Corn futures fell to the lowest in more than four years after a government report showed inventories will be larger than forecast in the U.S., the world’s top grower.
Domestic reserves of corn on Aug. 31, 2015, before next year’s harvest, will total 2.002 billion bushels, compared with 1.808 billion (45.93 million metric tons) forecast in August, the U.S. Department of Agriculture said today. Analysts surveyed by Bloomberg were expecting 1.995 billion, on average.
U.S. farmers will collect a record 14.395 billion bushels this year, up from 14.032 billion estimated last month, the USDA said after completing its second survey of farmers and fields. The average projection of 32 analysts was 14.276 billion.
Two years after the worst U.S. drought in a century cut output and sent prices to the highest ever, rain and mild weather in the past three months created ideal growing conditions. Bigger supplies are lowering costs for buyers including Tyson Foods Inc., while threatening to reduce farmland values.

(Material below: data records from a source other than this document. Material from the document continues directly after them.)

//! Article content: affiliate lookup, templates, scoring and the generation pipeline

pub mod affiliate;
pub mod pipeline;
pub mod seo;
pub mod template;
pub mod topics;

pub use affiliate::{AffiliateCatalog, AffiliateEntry};
pub use pipeline::{ContentPipeline, ContentSource, GeneratedContent, GenerationRequest};
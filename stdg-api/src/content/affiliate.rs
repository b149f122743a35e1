//! Category → affiliate link resolution
//!
//! The catalog is a versioned TOML resource. A copy is compiled into the binary
//! and can be replaced at startup by a file named in configuration. Lookup is
//! total: unmapped (or empty) categories resolve to the `[default]` entry.

use serde::Deserialize;
use std::collections::{BTreeMap, HashMap};
use std::path::Path;
use stdg_common::db::AffiliateLink;
use stdg_common::{Error, Result};

const BUILTIN_CATALOG: &str = include_str!("../../resources/affiliate_links.toml");

/// Partner links and call-to-action copy for one category
#[derive(Debug, Clone, PartialEq, Eq, Deserialize)]
pub struct AffiliateEntry {
    pub primary_name: String,
    pub primary_url: String,
    pub secondary_name: Option<String>,
    pub secondary_url: Option<String>,
    pub cta: String,
}

impl AffiliateEntry {
    /// Primary link followed by the secondary one when present
    pub fn links(&self) -> Vec<AffiliateLink> {
        let mut links = vec![AffiliateLink {
            name: self.primary_name.clone(),
            url: self.primary_url.clone(),
        }];
        if let (Some(name), Some(url)) = (&self.secondary_name, &self.secondary_url) {
            links.push(AffiliateLink {
                name: name.clone(),
                url: url.clone(),
            });
        }
        links
    }

    fn validate(&self, label: &str) -> Result<()> {
        if self.primary_url.trim().is_empty() || self.primary_name.trim().is_empty() {
            return Err(Error::Config(format!(
                "Affiliate entry '{}' needs primary_name and primary_url",
                label
            )));
        }
        if self.secondary_name.is_some() != self.secondary_url.is_some() {
            return Err(Error::Config(format!(
                "Affiliate entry '{}' must set both secondary_name and secondary_url or neither",
                label
            )));
        }
        if self.cta.trim().is_empty() {
            return Err(Error::Config(format!(
                "Affiliate entry '{}' has an empty cta",
                label
            )));
        }
        Ok(())
    }
}

#[derive(Debug, Deserialize)]
struct CatalogFile {
    version: u32,
    default: AffiliateEntry,
    #[serde(default)]
    categories: BTreeMap<String, AffiliateEntry>,
}

/// Immutable category → affiliate lookup table
#[derive(Debug, Clone)]
pub struct AffiliateCatalog {
    version: u32,
    default: AffiliateEntry,
    by_category: HashMap<String, AffiliateEntry>,
}

impl AffiliateCatalog {
    /// Catalog compiled into the binary
    pub fn builtin() -> Result<Self> {
        Self::from_toml_str(BUILTIN_CATALOG)
    }

    /// Load a replacement catalog from disk
    pub fn load(path: &Path) -> Result<Self> {
        let content = std::fs::read_to_string(path).map_err(|e| {
            Error::Config(format!(
                "Failed to read affiliate catalog {}: {}",
                path.display(),
                e
            ))
        })?;
        Self::from_toml_str(&content)
    }

    pub fn from_toml_str(content: &str) -> Result<Self> {
        let file: CatalogFile = toml::from_str(content)
            .map_err(|e| Error::Config(format!("Failed to parse affiliate catalog: {}", e)))?;

        file.default.validate("default")?;

        let mut by_category = HashMap::with_capacity(file.categories.len());
        for (label, entry) in file.categories {
            entry.validate(&label)?;
            let key = normalize(&label);
            if by_category.insert(key, entry).is_some() {
                return Err(Error::Config(format!(
                    "Affiliate category '{}' is listed twice (labels are case-insensitive)",
                    label
                )));
            }
        }

        Ok(Self {
            version: file.version,
            default: file.default,
            by_category,
        })
    }

    pub fn version(&self) -> u32 {
        self.version
    }

    pub fn len(&self) -> usize {
        self.by_category.len()
    }

    pub fn is_empty(&self) -> bool {
        self.by_category.is_empty()
    }

    /// Resolve a category label; never fails
    pub fn resolve(&self, category: &str) -> &AffiliateEntry {
        self.by_category
            .get(&normalize(category))
            .unwrap_or(&self.default)
    }

    /// Whether the label has its own entry (as opposed to the default)
    pub fn is_mapped(&self, category: &str) -> bool {
        self.by_category.contains_key(&normalize(category))
    }

    pub fn default_entry(&self) -> &AffiliateEntry {
        &self.default
    }
}

fn normalize(label: &str) -> String {
    label.trim().to_lowercase()
}

#[cfg(test)]
mod tests {
    use super::*;

    fn catalog() -> AffiliateCatalog {
        AffiliateCatalog::builtin().expect("builtin catalog parses")
    }

    #[test]
    fn test_builtin_catalog_loads() {
        let catalog = catalog();
        assert!(catalog.version() >= 1);
        assert_eq!(catalog.len(), 20);
    }

    #[test]
    fn test_crm_resolves_to_crm_entry() {
        let catalog = catalog();
        let entry = catalog.resolve("CRM Software");
        assert!(catalog.is_mapped("CRM Software"));
        assert_ne!(entry, catalog.default_entry());
        assert!(entry.primary_url.contains("hubspot"));
    }

    #[test]
    fn test_lookup_ignores_case_and_padding() {
        let catalog = catalog();
        assert_eq!(catalog.resolve("  crm software "), catalog.resolve("CRM Software"));
    }

    #[test]
    fn test_resolver_is_total() {
        let catalog = catalog();
        for label in ["", "   ", "Underwater Basket Weaving", "ÜNICODE ✓", "crm"] {
            let entry = catalog.resolve(label);
            assert!(!entry.cta.is_empty());
            assert!(!entry.links().is_empty());
        }
        assert_eq!(catalog.resolve(""), catalog.default_entry());
    }

    #[test]
    fn test_links_include_secondary_when_present() {
        let catalog = catalog();
        let links = catalog.resolve("SEO Tools").links();
        assert_eq!(links.len(), 2);
        assert_eq!(links[0].name, "Semrush");
    }

    #[test]
    fn test_primary_only_entry() {
        let catalog = AffiliateCatalog::from_toml_str(
            r#"
version = 1
[default]
primary_name = "Default"
primary_url = "https://example.com"
cta = "Go"
"#,
        )
        .unwrap();
        assert!(catalog.is_empty());
        assert_eq!(catalog.resolve("anything").links().len(), 1);
    }

    #[test]
    fn test_half_secondary_rejected() {
        let result = AffiliateCatalog::from_toml_str(
            r#"
version = 1
[default]
primary_name = "Default"
primary_url = "https://example.com"
secondary_name = "Orphan"
cta = "Go"
"#,
        );
        assert!(result.is_err());
    }

    #[test]
    fn test_duplicate_labels_rejected() {
        let result = AffiliateCatalog::from_toml_str(
            r#"
version = 1
[default]
primary_name = "Default"
primary_url = "https://example.com"
cta = "Go"

[categories."CRM"]
primary_name = "A"
primary_url = "https://a.example.com"
cta = "A"

[categories."crm"]
primary_name = "B"
primary_url = "https://b.example.com"
cta = "B"
"#,
        );
        assert!(result.is_err());
    }

    #[test]
    fn test_missing_default_rejected() {
        assert!(AffiliateCatalog::from_toml_str("version = 1").is_err());
    }
}
//! HTTP API handlers for stdg-api

pub mod blog;
pub mod health;
pub mod newsletter;
pub mod stats;
pub mod status;
pub mod tools;

pub use blog::blog_routes;
pub use health::health_routes;
pub use newsletter::newsletter_routes;
pub use stats::stats_routes;
pub use status::status_routes;
pub use tools::tool_routes;

use crate::{ApiError, ApiResult};

/// Largest page size accepted by list endpoints
pub const MAX_PAGE_SIZE: i64 = 100;

/// Validate `limit`/`skip` query parameters
pub(crate) fn page(limit: Option<i64>, skip: Option<i64>, default_limit: i64) -> ApiResult<(i64, i64)> {
    let limit = limit.unwrap_or(default_limit);
    let skip = skip.unwrap_or(0);

    if !(1..=MAX_PAGE_SIZE).contains(&limit) {
        return Err(ApiError::BadRequest(format!(
            "limit must be between 1 and {}",
            MAX_PAGE_SIZE
        )));
    }
    if skip < 0 {
        return Err(ApiError::BadRequest("skip must not be negative".to_string()));
    }
    Ok((limit, skip))
}

/// Trimmed, non-empty text field
pub(crate) fn required(field: &str, value: &str) -> ApiResult<String> {
    let trimmed = value.trim();
    if trimmed.is_empty() {
        return Err(ApiError::BadRequest(format!("{} must not be empty", field)));
    }
    Ok(trimmed.to_string())
}

#[cfg(test)]
mod tests {
    use super::*;

    #[test]
    fn test_page_defaults_and_bounds() {
        assert_eq!(page(None, None, 10).unwrap(), (10, 0));
        assert_eq!(page(Some(100), Some(5), 10).unwrap(), (100, 5));
        assert!(page(Some(0), None, 10).is_err());
        assert!(page(Some(101), None, 10).is_err());
        assert!(page(None, Some(-1), 10).is_err());
    }

    #[test]
    fn test_required() {
        assert_eq!(required("title", "  Hi ").unwrap(), "Hi");
        assert!(required("title", "   ").is_err());
    }
}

Corn futures for December delivery fell 2 percent to $3.3875 a bushel at 11:12 a.m. on the Chicago Board of Trade. Prices earlier touched $3.37, the lowest since June 30, 2010.
Global inventories at the end of the marketing year will be 189.91 million tons, up from 187.82 million predicted in August, the USDA said. Traders expected reserves to reach 189.81 million, on average.
Larger harvests are helping to keep global food inflation in check, with the United Nations reporting today that prices fell to the lowest in almost four years in August.